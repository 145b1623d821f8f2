use core::str::FromStr;

use crate::err::AmountErr;

pub const SOL_DECIMALS: usize = 9;

pub const LAMPORTS_PER_SOL: u64 = 1_000_000_000;

/// A pool's SOL target, in lamports. Always > 0.
#[derive(Debug, Clone, Copy, PartialEq, Eq, Hash, PartialOrd, Ord)]
#[repr(transparent)]
pub struct TargetAmount(u64);

impl TargetAmount {
    #[inline]
    pub const fn new(lamports: u64) -> Result<Self, AmountErr> {
        match lamports {
            0 => Err(AmountErr::NotPositive),
            l => Ok(Self(l)),
        }
    }

    #[inline]
    pub const fn lamports(&self) -> u64 {
        self.0
    }

    /// Parses a decimal amount of SOL, e.g. `"1.5"`, `".25"`, `"3."`.
    ///
    /// Surrounding whitespace and a leading `+` are accepted.
    /// Digits past the 9th decimal place are truncated.
    /// Exponent notation, `inf` and `NaN` are rejected.
    pub fn parse_sol(s: &str) -> Result<Self, AmountErr> {
        let s = s.trim();
        let (negative, s) = match s.as_bytes().first() {
            Some(b'-') => (true, &s[1..]),
            Some(b'+') => (false, &s[1..]),
            _ => (false, s),
        };
        let (int, frac) = s.split_once('.').unwrap_or((s, ""));
        if int.is_empty() && frac.is_empty() {
            return Err(AmountErr::Malformed);
        }
        if !int.bytes().chain(frac.bytes()).all(|b| b.is_ascii_digit()) {
            return Err(AmountErr::Malformed);
        }

        let int_lamports = int
            .bytes()
            .try_fold(0u64, |acc, b| {
                acc.checked_mul(10)?.checked_add(u64::from(b - b'0'))
            })
            .and_then(|sol| sol.checked_mul(LAMPORTS_PER_SOL))
            .ok_or(AmountErr::Overflow)?;

        // pad/truncate to exactly SOL_DECIMALS digits
        let frac_lamports = frac
            .bytes()
            .chain(core::iter::repeat(b'0'))
            .take(SOL_DECIMALS)
            .fold(0u64, |acc, b| acc * 10 + u64::from(b - b'0'));

        let lamports = int_lamports
            .checked_add(frac_lamports)
            .ok_or(AmountErr::Overflow)?;

        if negative {
            return Err(AmountErr::NotPositive);
        }
        Self::new(lamports)
    }
}

impl FromStr for TargetAmount {
    type Err = AmountErr;

    #[inline]
    fn from_str(s: &str) -> Result<Self, Self::Err> {
        Self::parse_sol(s)
    }
}
mod common;
mod tests;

____

Each of the records is to be written out again without alteration.

Response below →
repository 145b1623d821f8f2
use core::str::FromStr;

use crate::err::AmountErr;

pub const SOL_DECIMALS: usize = 9;

pub const LAMPORTS_PER_SOL: u64 = 1_000_000_000;

/// A pool's SOL target, in lamports. Always > 0.
#[derive(Debug, Clone, Copy, PartialEq, Eq, Hash, PartialOrd, Ord)]
#[repr(transparent)]
pub struct TargetAmount(u64);

impl TargetAmount {
    #[inline]
    pub const fn new(lamports: u64) -> Result<Self, AmountErr> {
        match lamports {
            0 => Err(AmountErr::NotPositive),
            l => Ok(Self(l)),
        }
    }

    #[inline]
    pub const fn lamports(&self) -> u64 {
        self.0
    }

    /// Parses a decimal amount of SOL, e.g. `"1.5"`, `".25"`, `"3."`.
    ///
    /// Surrounding whitespace and a leading `+` are accepted.
    /// Digits past the 9th decimal place are truncated.
    /// Exponent notation, `inf` and `NaN` are rejected.
    pub fn parse_sol(s: &str) -> Result<Self, AmountErr> {
        let s = s.trim();
        let (negative, s) = match s.as_bytes().first() {
            Some(b'-') => (true, &s[1..]),
            Some(b'+') => (false, &s[1..]),
            _ => (false, s),
        };
        let (int, frac) = s.split_once('.').unwrap_or((s, ""));
        if int.is_empty() && frac.is_empty() {
            return Err(AmountErr::Malformed);
        }
        if !int.bytes().chain(frac.bytes()).all(|b| b.is_ascii_digit()) {
            return Err(AmountErr::Malformed);
        }

        let int_lamports = int
            .bytes()
            .try_fold(0u64, |acc, b| {
                acc.checked_mul(10)?.checked_add(u64::from(b - b'0'))
            })
            .and_then(|sol| sol.checked_mul(LAMPORTS_PER_SOL))
            .ok_or(AmountErr::Overflow)?;

        // pad/truncate to exactly SOL_DECIMALS digits
        let frac_lamports = frac
            .bytes()
            .chain(core::iter::repeat(b'0'))
            .take(SOL_DECIMALS)
            .fold(0u64, |acc, b| acc * 10 + u64::from(b - b'0'));

        let lamports = int_lamports
            .checked_add(frac_lamports)
            .ok_or(AmountErr::Overflow)?;

        if negative {
            return Err(AmountErr::NotPositive);
        }
        Self::new(lamports)
    }
}

impl FromStr for TargetAmount {
    type Err = AmountErr;

    #[inline]
    fn from_str(s: &str) -> Result<Self, Self::Err> {
        Self::parse_sol(s)
    }
}
mod common;
mod tests;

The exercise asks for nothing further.